1 Single mechanically skinned fibres from rat extensor digitorum longus (EDL) muscles were used to investigate the mechanisms underlying inorganic phosphate (P_i) movements between the myoplasm and the sarcoplasmic reticulum (SR). Force transients elicited by caffeine/low Mg²⁺ application were used to assess the rate of P_i-induced inhibition of SR Ca²⁺ release and the subsequent recovery of Ca²⁺ release following removal of myoplasmic P_i. 2 Myoplasmic P_i reduced SR Ca²⁺ release in a concentration- and time-dependent manner.

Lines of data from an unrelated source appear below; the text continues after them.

use std::{
    fmt,
    panic::panic_any,
    sync::{Arc, Condvar, Mutex, OnceLock},
};

/// Result written once by a producer and read by any number of handles.
pub(crate) struct Slot<T, E> {
    result: OnceLock<Result<T, E>>,
    // Held while publishing so a reader cannot check and then miss the notification.
    gate: Mutex<()>,
    ready: Condvar,
}

impl<T, E> Slot<T, E> {
    fn new() -> Self {
        Self {
            result: OnceLock::new(),
            gate: Mutex::new(()),
            ready: Condvar::new(),
        }
    }

    /// Publish the result and wake every waiting reader.
    ///
    /// Only the first call has any effect.
    pub(crate) fn complete(&self, result: Result<T, E>) {
        let _gate = self.gate.lock().unwrap();
        let _ = self.result.set(result);
        self.ready.notify_all();
    }

    fn wait(&self) -> &Result<T, E> {
        if let Some(result) = self.result.get() {
            return result;
        }
        let mut gate = self.gate.lock().unwrap();
        loop {
            if let Some(result) = self.result.get() {
                return result;
            }
            gate = self.ready.wait(gate).unwrap();
        }
    }
}

/// A value that will be produced by a task submitted to an executor.
///
/// Created by [crate::fetch]. The value and error are published together, exactly once, so a
/// reader never observes a partially written result. Clones refer to the same result and may be
/// handed to other threads.
///
/// If the executor never runs the producer, the future stays pending forever.
pub struct Future<T, E> {
    slot: Arc<Slot<T, E>>,
}

impl<T, E> Future<T, E> {
    pub(crate) fn pending() -> (Self, Arc<Slot<T, E>>) {
        let slot = Arc::new(Slot::new());
        (Self { slot: slot.clone() }, slot)
    }

    /// Block until the producer finished and return its result.
    pub fn get(&self) -> Result<&T, &E> {
        self.slot.wait().as_ref()
    }

    /// Return the result if the producer already finished, without blocking.
    pub fn try_get(&self) -> Option<Result<&T, &E>> {
        self.slot.result.get().map(Result::as_ref)
    }

    /// Returns `true` once the producer finished.
    pub fn is_ready(&self) -> bool {
        self.slot.result.get().is_some()
    }

    /// Like [Future::get] but panics if the producer failed.
    ///
    /// The panic payload is a clone of the stored error. Intended for use after the executor
    /// has already reported that every task succeeded (for example, after
    /// `guardrail_safe::Group::wait` returned `Ok`).
    pub fn must_get(&self) -> &T
    where
        E: Clone + Send + 'static,
    {
        match self.get() {
            Ok(value) => value,
            Err(err) => panic_any(err.clone()),
        }
    }
}

impl<T, E> Clone for Future<T, E> {
    fn clone(&self) -> Self {
        Self {
            slot: self.slot.clone(),
        }
    }
}

impl<T: fmt::Debug, E: fmt::Debug> fmt::Debug for Future<T, E> {
    fn fmt(&self, f: &mut fmt::Formatter<'_>) -> fmt::Result {
        match self.try_get() {
            Some(result) => f.debug_tuple("Future").field(&result).finish(),
            None => f.write_str("Future(<pending>)"),
        }
    }
}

A 10 s exposure to 10, 20 and 50 mm myoplasmic P_i reduced SR Ca²⁺ release by 12 ± 9, 29 ± 5 and 82 ± 5 %, respectively. 3 Removal of myoplasmic ATP at the time of P_i exposure significantly increased the rate and extent of SR Ca²⁺ release inhibition. For example, Ca²⁺ release was reduced by 86 ± 6 % (n= 6) after 20 s exposure to 20 mm P_i in the absence of ATP compared with only 47 ± 5 % (n= 5) in the presence of ATP. 4 The half and full recovery times for SR Ca²⁺ release following washout of myoplasmic P_i were 35 s and ∼7 min, respectively. Recovery of Ca²⁺ release was unaffected by the absence of ATP during washout of P_i but was prevented when fibres were washed in the presence of high myoplasmic P_i (30 mm). Neither the P_i transporter blocker phenylphosphonic acid (PHPA) nor the anion channel blockers anthracene-9-carboxylic acid (9-AC) and 4,4′-diisothiocyanatostilbene-2,2′-disulphonic acid (DIDS) affected the rate of recovery of SR Ca²⁺ release. 5 These results show that P_i entry and exit from the SR occur primarily through a passive pathway that is insensitive to well-known anion channel blockers. P_i inhibition of SR Ca²⁺ release appears to be a complicated phenomenon influenced by the rate of P_i movement across the SR as well as by the rate, extent and species of Ca²⁺-P_i precipitate formation in the SR lumen. The more rapid inhibitory effect of P_i in the absence of myoplasmic ATP suggests that P_i may inhibit SR Ca²⁺ release more efficiently during the later stages of fatigue.